Stored data entries:

- - -

/*!
# LeafXML

A decoder for a restricted subset of XML 1.0/1.1: namespace processing
is folded into the core, element/attribute names and text are
normalized to Unicode NFC, and arcane features (embedded DTDs,
non-Unicode encodings, XML 1.1's archaic control-character escapes) are
dropped. The crate exposes a pull-style event API — element start,
element end, content text — over [`Parser`].

## Example

```
use leafxml::{Parser, EventKind};

let mut p = Parser::new("<greeting>hello</greeting>").unwrap();
while p.read_event().unwrap() {
    match p.event_kind().unwrap() {
        EventKind::Start => println!("start: {}", p.element_name().unwrap()),
        EventKind::Text => println!("text: {}", p.content_text().unwrap()),
        EventKind::End => println!("end"),
    }
}
```

## Restrictions (by design, not limitations)

* No DTD interpretation or external entity resolution.
* No schema validation.
* Comments, processing instructions, and DOCTYPE are recognized only
  well enough to be discarded; they never reach the event stream.
* Only UTF-8 and UTF-16 (with BOM) input encodings.
* Names and text are normalized to NFC, which is a deliberate reversal
  of XML 1.0's prohibition on input normalization.
*/
mod entities;
mod error;
pub mod lexer;
mod namespaces;
mod selectors;
mod tag;
mod text;

mod parser;


pub use error::{CallerError, ParseError, ParseErrorKind, Result};
pub use lexer::{Token, TokenKind, Tokenizer};
pub use namespaces::{XMLNS_NAMESPACE, XML_NAMESPACE};
pub use parser::{EventKind, Parser};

- - -

#### TASK STATEMENT:
Output the records again in full. Keep every character as written.

#### SOLVED EXERCISE:
/*!
# LeafXML

A decoder for a restricted subset of XML 1.0/1.1: namespace processing
is folded into the core, element/attribute names and text are
normalized to Unicode NFC, and arcane features (embedded DTDs,
non-Unicode encodings, XML 1.1's archaic control-character escapes) are
dropped. The crate exposes a pull-style event API — element start,
element end, content text — over [`Parser`].

## Example

```
use leafxml::{Parser, EventKind};

let mut p = Parser::new("<greeting>hello</greeting>").unwrap();
while p.read_event().unwrap() {
    match p.event_kind().unwrap() {
        EventKind::Start => println!("start: {}", p.element_name().unwrap()),
        EventKind::Text => println!("text: {}", p.content_text().unwrap()),
        EventKind::End => println!("end"),
    }
}
```

## Restrictions (by design, not limitations)

* No DTD interpretation or external entity resolution.
* No schema validation.
* Comments, processing instructions, and DOCTYPE are recognized only
  well enough to be discarded; they never reach the event stream.
* Only UTF-8 and UTF-16 (with BOM) input encodings.
* Names and text are normalized to NFC, which is a deliberate reversal
  of XML 1.0's prohibition on input normalization.
*/
mod entities;
mod error;
pub mod lexer;
mod namespaces;
mod selectors;
mod tag;
mod text;

mod parser;


pub use error::{CallerError, ParseError, ParseErrorKind, Result};
pub use lexer::{Token, TokenKind, Tokenizer};
pub use namespaces::{XMLNS_NAMESPACE, XML_NAMESPACE};
pub use parser::{EventKind, Parser};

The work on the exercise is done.